Sinful Rapture (The Rapture #2)(25)



Her usual uniform of black leather and tight bustier would be put on before the customers started to arrive.

“Preaching to the choir, sister,” she assured Holly.

Holly turned to pace to the other end of the office. “A woman would have to be an idiot to trust them.”

“True.”

“They claim to love you and then…” With a dramatic motion, Holly slammed her fist into the palm of her hand. “Bam.”

“Love?” Sasha didn’t bother to hide the shock in her voice. “Are you referring to Liam?”

Holly glanced at her friend in confusion. “Of course.”

“He actually said the L word?”

A renegade warmth flooded through Holly’s heart at the memory of Liam’s expression as he’d insisted he loved her. He’d looked so…fierce. So desperate for her to believe him.

Abruptly she slammed the door on the painful image.

“Focus, Sasha,” she snapped, speaking more to herself than her friend. “He set me up to be jilted.”

“Technically, Ted was the one who jilted you,” Sasha gently pointed out. “The selfish dick.”

Holly halted her pacing to glare at her supposed friend.

What was wrong with the woman?

She’d come here for a thorough, epic male-bashing session.

“You’re not defending him, are you?” she asked.

Sasha reached for a brownie, nibbling at the corner. “No, I’m just pointing out that it wasn’t Liam who asked you to be his wife while he was making babies with his mistress. Or decided to make a fool of you by not showing up for his own wedding.”

Okay. It was true that Liam hadn’t been the one to jilt her. But he was at least partially responsible for her being so publically humiliated.

“He should have told me,” she said.

“Absolutely,” Sasha readily agreed.

“Instead he—”

“Gave you a night of mad, crazy passion and told you he loved you?” her companion interrupted with an overly innocent smile.

Holly threw her hands up in exasperation. “Sasha.”

“Sorry.”

Holly frowned. Her friend didn’t sound very damned sorry.

In fact, Holly was beginning to suspect that Sasha was feeling unexpected sympathy toward Liam.

“You don’t think I have a right to be angry?” she demanded.

“Hell, a woman always has a right to be angry,” she assured Holly. “And I totally intend to kick Liam’s ass when I see him. He should have told me what Junior was up to. I wouldn’t have hesitated to share the jackass’s secret life.”

Holly grimaced. She didn’t doubt for a minute that Sasha would have relished the opportunity to expose Ted as a faithless, spineless, pathetic worm.

“That I believe.”

Sasha took another bite of brownie. “Did you tell him that you loved him?”

Holly stiffened at the unexpected question. “What?”

“You said that Liam confessed his love,” Sasha pressed. “Did you say it back?”
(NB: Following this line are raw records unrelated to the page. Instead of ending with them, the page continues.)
// Bounded, de-duplicated history of successful searches, scoped per category.
// Loaded once at session start; every mutation writes through to storage.

use std::sync::Arc;
use tracing::{debug, warn};

use crate::error::DiscoveryError;
use crate::models::RecentSearchEntry;
use crate::storage::KeyValueStore;

pub const DEFAULT_CAPACITY: usize = 5;

pub fn storage_key(category_id: &str) -> String {
    format!("recent_searches:{}", category_id)
}

pub struct RecentSearchStore {
    storage: Arc<dyn KeyValueStore>,
    category_id: String,
    capacity: usize,
    // Most recent first
    entries: Vec<RecentSearchEntry>,
}

impl RecentSearchStore {
    /// Reads the persisted list for `category_id`. Missing or unreadable data
    /// starts an empty history.
    pub fn load(storage: Arc<dyn KeyValueStore>, category_id: &str, capacity: usize) -> Self {
        let key = storage_key(category_id);
        let mut entries = match storage.get(&key) {
            Ok(Some(raw)) => match serde_json::from_str::<Vec<RecentSearchEntry>>(&raw) {
                Ok(list) => list,
                Err(e) => {
                    warn!(category_id, error = %e, "Discarding malformed recent search history");
                    Vec::new()
                }
            },
            Ok(None) => Vec::new(),
            Err(e) => {
                warn!(category_id, error = %e, "Failed to read recent search history");
                Vec::new()
            }
        };
        // Older builds may have stored entries for another scope under this key
        entries.retain(|e| e.scope_category_id == category_id);
        entries.truncate(capacity);
        debug!(category_id, count = entries.len(), "Loaded recent searches");

        Self {
            storage,
            category_id: category_id.to_string(),
            capacity,
            entries,
        }
    }

    pub fn entries(&self) -> &[RecentSearchEntry] {
        &self.entries
    }

    pub fn texts(&self) -> Vec<String> {
        self.entries.iter().map(|e| e.text.clone()).collect()
    }

    pub fn is_empty(&self) -> bool {
        self.entries.is_empty()
    }

    /// Moves `text` to the front, replacing any case-insensitive duplicate.
    /// Blank input is ignored.
    pub fn record(&mut self, text: &str) {
        let text = text.trim();
        if text.is_empty() {
            return;
        }
        let lowered = text.to_lowercase();
        self.entries.retain(|e| e.text.to_lowercase() != lowered);
        self.entries.insert(
            0,
            RecentSearchEntry {
                text: text.to_string(),
                scope_category_id: self.category_id.clone(),
            },
        );
        self.entries.truncate(self.capacity);
        self.persist();
    }

    /// Returns whether an entry was removed.
    pub fn remove(&mut self, text: &str) -> bool {
        let lowered = text.trim().to_lowercase();
        let before = self.entries.len();
        if let Some(pos) = self.entries.iter().position(|e| e.text.to_lowercase() == lowered) {
            self.entries.remove(pos);
        }
        let removed = self.entries.len() != before;
        if removed {
            self.persist();
        }
        removed
    }

    pub fn clear(&mut self) {
        self.entries.clear();
        if let Err(e) = self.storage.remove(&storage_key(&self.category_id)) {
            warn!(category_id = %self.category_id, error = %e, "Failed to clear persisted recent searches");
        }
    }

    // Storage failures only cost durability; the in-memory list stays authoritative
    fn persist(&self) {
        let key = storage_key(&self.category_id);
        let result = serde_json::to_string(&self.entries)
            .map_err(DiscoveryError::from)
            .and_then(|raw| self.storage.set(&key, &raw));
        if let Err(e) = result {
            warn!(category_id = %self.category_id, error = %e, "Failed to persist recent searches");
        }
    }
}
What the hell? Holly shifted from foot to foot, feeling ridiculously exposed.

“What makes you think I love him?”

Sasha lifted her brows. “Don’t you?”

Damn. This wasn’t going at all like it was supposed to.
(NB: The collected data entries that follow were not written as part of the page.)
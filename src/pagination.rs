// Page cursor and accumulated results for one filter session.
//
// Pages are appended strictly in order: a page is accepted only when its
// number is exactly one past the last accepted page, whatever order the
// network delivers them in.

use tracing::{debug, warn};

use crate::models::{Listing, ListingPage};

#[derive(Debug, Clone, Default)]
pub struct PaginationController {
    pages: Vec<ListingPage>,
    // Number of the last accepted page, 0 before the first one
    cursor: u32,
    total_count: u64,
    total_pages: u32,
    loading: bool,
}

impl PaginationController {
    pub fn new() -> Self {
        Self::default()
    }

    /// Drops all accumulated pages; the next accepted page is page 1.
    pub fn reset(&mut self) {
        self.pages.clear();
        self.cursor = 0;
        self.total_count = 0;
        self.total_pages = 0;
        self.loading = false;
    }

    /// Marks page 1 as in flight after a reset.
    pub fn expect_first_page(&mut self) {
        self.loading = true;
    }

    /// Claims the next page for fetching. Returns `None` while a fetch is
    /// already pending or when there is nothing more to load.
    pub fn begin_load_more(&mut self) -> Option<u32> {
        if self.loading || !self.has_more() {
            return None;
        }
        self.loading = true;
        Some(self.cursor + 1)
    }

    pub fn append_page(&mut self, page: ListingPage) -> bool {
        if page.page_number != self.cursor + 1 {
            warn!(
                expected = self.cursor + 1,
                received = page.page_number,
                "Rejecting out-of-order page"
            );
            return false;
        }
        debug!(page = page.page_number, items = page.items.len(), "Appending page");
        self.cursor = page.page_number;
        self.total_count = page.total_count;
        self.total_pages = page.total_pages;
        self.loading = false;
        self.pages.push(page);
        true
    }

    /// Releases the in-flight claim so the same page can be requested again.
    pub fn fail_load_more(&mut self) {
        self.loading = false;
    }

    pub fn has_more(&self) -> bool {
        self.cursor < self.total_pages
    }

    pub fn is_loading(&self) -> bool {
        self.loading
    }

    pub fn current_page(&self) -> u32 {
        self.cursor
    }

    pub fn total_count(&self) -> u64 {
        self.total_count
    }

    pub fn items(&self) -> impl Iterator<Item = &Listing> {
        self.pages.iter().flat_map(|p| p.items.iter())
    }
}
Well, the brownies were predictable. And no doubt Sasha had a bottle of vodka chilling in the small fridge next to the bar.

But instead of jumping onto the we-hate-Liam bandwagon, her friend was bringing up all sorts of stuff she didn’t want to think about.

“He makes me crazy,” she at last confessed.

“Good crazy or bad crazy?”

Holly wrinkled her nose. “Both.”

“And that scares you?”

Scared her? It terrified her on a bone-deep level.

“Yes.”

Sasha swallowed the last of her brownie before licking the chocolate from her lips.

“Why?”

It was a question that Holly had never been able to answer.

Oh, she had a dozen excuses.

Beyond the fact he’d taken her father’s business, he was too arrogant. Too bossy. Too vibrantly male.

But over the past few hours she’d been forced to acknowledge the real reason she’d found him so frightening.

“Because he matters.”

Sasha frowned at the unmistakable edge in Holly’s voice.

“Why would that scare you?”

She hunched her shoulders, suddenly wishing she hadn’t eaten so many brownies.

She had a queasy sensation in the pit of her stomach.

“I always knew that my father never truly loved me, so when he walked away it hurt, but it didn’t destroy me,” she admitted, slowly returning to her pacing. “And the same was true with Ted. I was embarrassed at being jilted, but it didn’t touch my heart. But Liam—”

Her words were cut off as there was a sudden buzz through the intercom. They both turned to glance at the monitor on the wall that revealed the iron gates in front of the club.

Holly’s heart skipped a beat, her breath ragged as she caught sight of the impossibly beautiful man with russet hair and a lean face that was tight with obvious strain.

“Speak of the devil,” Sasha smirked. She pressed a button on her desk. “We’re closed.”